El pequeño hizo el esfuerzo, desesperado, de despertarla sacudiéndola insistentemente, mientras el rostro se le terminaba de mojar por lágrimas gruesas que soltaba.

Cuando ella despertó miró a Emiliano señalar el closet.

“Mamá es que hay alguien ahí, dijo con mucho esfuerzo, casi balbuceando, ahogándose”, recuerda. “Nos está viendo”.

Abrazó a su hijo de entonces cuatro años.

“No, mi amor, no hay nadie, le dije”.

Volteó al closet y una de las puertas estaba abierta.

“No mamá, me quiero ir del cuarto”, dijo el pequeño.

La puerta seguía abierta y ella buscaba proteger a su hijo abrazándolo.

“No, no hay nadie”, le insistió, pero justo cuando terminó de decir la frase, sintió la misma brisa que sintió en la escalera cuando llegó a la casa.

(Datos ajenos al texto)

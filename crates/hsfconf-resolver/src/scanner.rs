//! Batch scanning of registered components
//!
//! Runs both resolvers over every component a [`MetadataReader`] exposes.
//! Failures are isolated per component: a provider type whose interface
//! cannot be inferred is recorded in the report while the rest of the
//! batch proceeds.

use crate::consumer::{ConsumerOutcome, ConsumerResolver};
use crate::error::ResolveError;
use crate::placeholder::{NoopResolver, ValueResolver};
use crate::provider::ProviderResolver;
use hsfconf_domain::{EndpointRegistry, GlobalDefaults, MetadataReader};
use std::collections::HashMap;
use std::sync::Arc;
use tracing::{error, info};

/// A provider endpoint registered during a scan
#[derive(Debug, Clone, PartialEq, Eq)]
pub struct ProviderRegistration {
    /// Implementing component
    pub component: String,
    /// Exposed interface
    pub interface: String,
    /// Generated registry name
    pub name: String,
}

/// A consumer field seen during a scan
#[derive(Debug, Clone, PartialEq, Eq)]
pub struct ConsumerRegistration {
    /// Component declaring the field
    pub component: String,
    /// Field name
    pub field: String,
    /// Registry entry name
    pub name: String,
}

/// A component that could not be resolved
#[derive(Debug, Clone, PartialEq, Eq)]
pub struct ScanFailure {
    /// Component being processed
    pub component: String,
    /// Type or field that failed
    pub subject: String,
    /// Cause
    pub error: ResolveError,
}

/// Outcome of one scan
#[derive(Debug, Clone, Default)]
pub struct ScanReport {
    /// Newly published providers
    pub providers: Vec<ProviderRegistration>,
    /// Provider components whose earlier export is still in the registry
    pub providers_skipped: Vec<String>,
    /// Newly registered consumer references
    pub consumers: Vec<ConsumerRegistration>,
    /// Consumer fields whose entry name was already registered
    pub consumers_skipped: Vec<ConsumerRegistration>,
    /// Isolated failures
    pub failures: Vec<ScanFailure>,
}

impl ScanReport {
    /// Whether every component resolved
    pub fn is_success(&self) -> bool {
        self.failures.is_empty()
    }

    /// Fail loudly if any component failed
    pub fn ensure_success(&self) -> Result<(), ResolveError> {
        if self.is_success() {
            Ok(())
        } else {
            Err(ResolveError::ScanFailed(self.failures.len()))
        }
    }

    /// One-line summary
    pub fn summary(&self) -> String {
        format!(
            "{} provider(s) exported, {} consumer(s) registered, {} skipped, {} failure(s)",
            self.providers.len(),
            self.consumers.len(),
            self.providers_skipped.len() + self.consumers_skipped.len(),
            self.failures.len()
        )
    }
}

/// Resolves every component in a container
pub struct Scanner {
    consumers: ConsumerResolver,
    providers: ProviderResolver,
    /// Component name to the generated name of its published entry
    exported: HashMap<String, String>,
}

impl Scanner {
    /// Create a scanner with the given global defaults
    pub fn new(defaults: GlobalDefaults) -> Self {
        Self::with_value_resolver(defaults, Arc::new(NoopResolver))
    }

    /// Create a scanner that expands placeholders with `values`
    pub fn with_value_resolver(defaults: GlobalDefaults, values: Arc<dyn ValueResolver>) -> Self {
        Self {
            consumers: ConsumerResolver::with_value_resolver(Arc::clone(&values)),
            providers: ProviderResolver::with_value_resolver(defaults, values),
            exported: HashMap::new(),
        }
    }

    /// Scan all components: provider types first, then consumer fields
    pub fn scan<M, R>(&mut self, reader: &M, registry: &mut R) -> ScanReport
    where
        M: MetadataReader + ?Sized,
        R: EndpointRegistry + ?Sized,
    {
        let mut report = ScanReport::default();
        let components = reader.component_names();
        info!("Scanning {} component(s)", components.len());

        for component in &components {
            self.scan_provider(reader, registry, component, &mut report);
        }
        for component in &components {
            self.scan_consumers(reader, registry, component, &mut report);
        }

        if report.is_success() {
            info!("{}", report.summary());
        } else {
            error!("{}", report.summary());
        }
        report
    }

    fn scan_provider<M, R>(
        &mut self,
        reader: &M,
        registry: &mut R,
        component: &str,
        report: &mut ScanReport,
    ) where
        M: MetadataReader + ?Sized,
        R: EndpointRegistry + ?Sized,
    {
        let Some(provider) = reader.provider_type(component) else {
            return;
        };
        if let Some(name) = self.exported.get(component) {
            if registry.contains(name) {
                report.providers_skipped.push(component.to_string());
                return;
            }
        }

        match self.providers.export(&provider, registry) {
            Ok(exported) => {
                self.exported.insert(component.to_string(), exported.name.clone());
                report.providers.push(ProviderRegistration {
                    component: component.to_string(),
                    interface: exported.service_interface,
                    name: exported.name,
                });
            }
            Err(e) => {
                error!(component = %component, type_name = %provider.type_name, "{}", e);
                report.failures.push(ScanFailure {
                    component: component.to_string(),
                    subject: provider.type_name.clone(),
                    error: e,
                });
            }
        }
    }

    fn scan_consumers<M, R>(
        &self,
        reader: &M,
        registry: &mut R,
        component: &str,
        report: &mut ScanReport,
    ) where
        M: MetadataReader + ?Sized,
        R: EndpointRegistry + ?Sized,
    {
        for field in reader.consumer_fields(component) {
            match self.consumers.register(&field, registry) {
                Ok(outcome) => {
                    let registration = ConsumerRegistration {
                        component: component.to_string(),
                        field: field.field.clone(),
                        name: outcome.name().to_string(),
                    };
                    match outcome {
                        ConsumerOutcome::Registered(_) => report.consumers.push(registration),
                        ConsumerOutcome::AlreadyPresent(_) => {
                            report.consumers_skipped.push(registration)
                        }
                    }
                }
                Err(e) => {
                    error!(component = %component, field = %field.field, "{}", e);
                    report.failures.push(ScanFailure {
                        component: component.to_string(),
                        subject: field.field.clone(),
                        error: e,
                    });
                }
            }
        }
    }
}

“Nos arrolló, pasó encima de nosotros, erizándome la piel y sintiendo más que temor, algo indescriptible”, detalla.

“Emiliano siguió llorando, pero lo convencí de no salir. Vamos a rezar, le dije”.

Se hizo la fuerte, la valiente, por lo que decidió quedarse en la habitación, porque sentía que esa cosa mala ya se había ido y no quería volver a topársela mientras corría por el resto de la casona con su hijo en los brazos, a oscuras, con el corazón saliéndosele del pecho, escaleras abajo y sin las llaves a la mano.

“Vamos a pedirle a Diosito que nos dé una noche tranquila”, le dijo.

Lo tapó, lo abrazó y ella simplemente se aguantó lo que sentía.

“Yo no dormí, o me quedé dormida quién sabe hasta qué hora”, recuerda.

Algunos días después ella le contó a una amiga de su trabajo lo que le había ocurrido, porque ella es de las personas que creen esas cosas de energía.

La amiga le sugirió echar agua bendita, rezar, platicar con el espíritu de la señora, decirle que ella no era una persona mala, que la dejara tranquila, que tenía un hijo y que estaban ahí sólo por un tiempo.

“Creo que la convencí, porque aunque siguieron pasando cosas, ya no hubo nada tan terrorífico en el próximo año y medio que viví en esa casona”, asegura.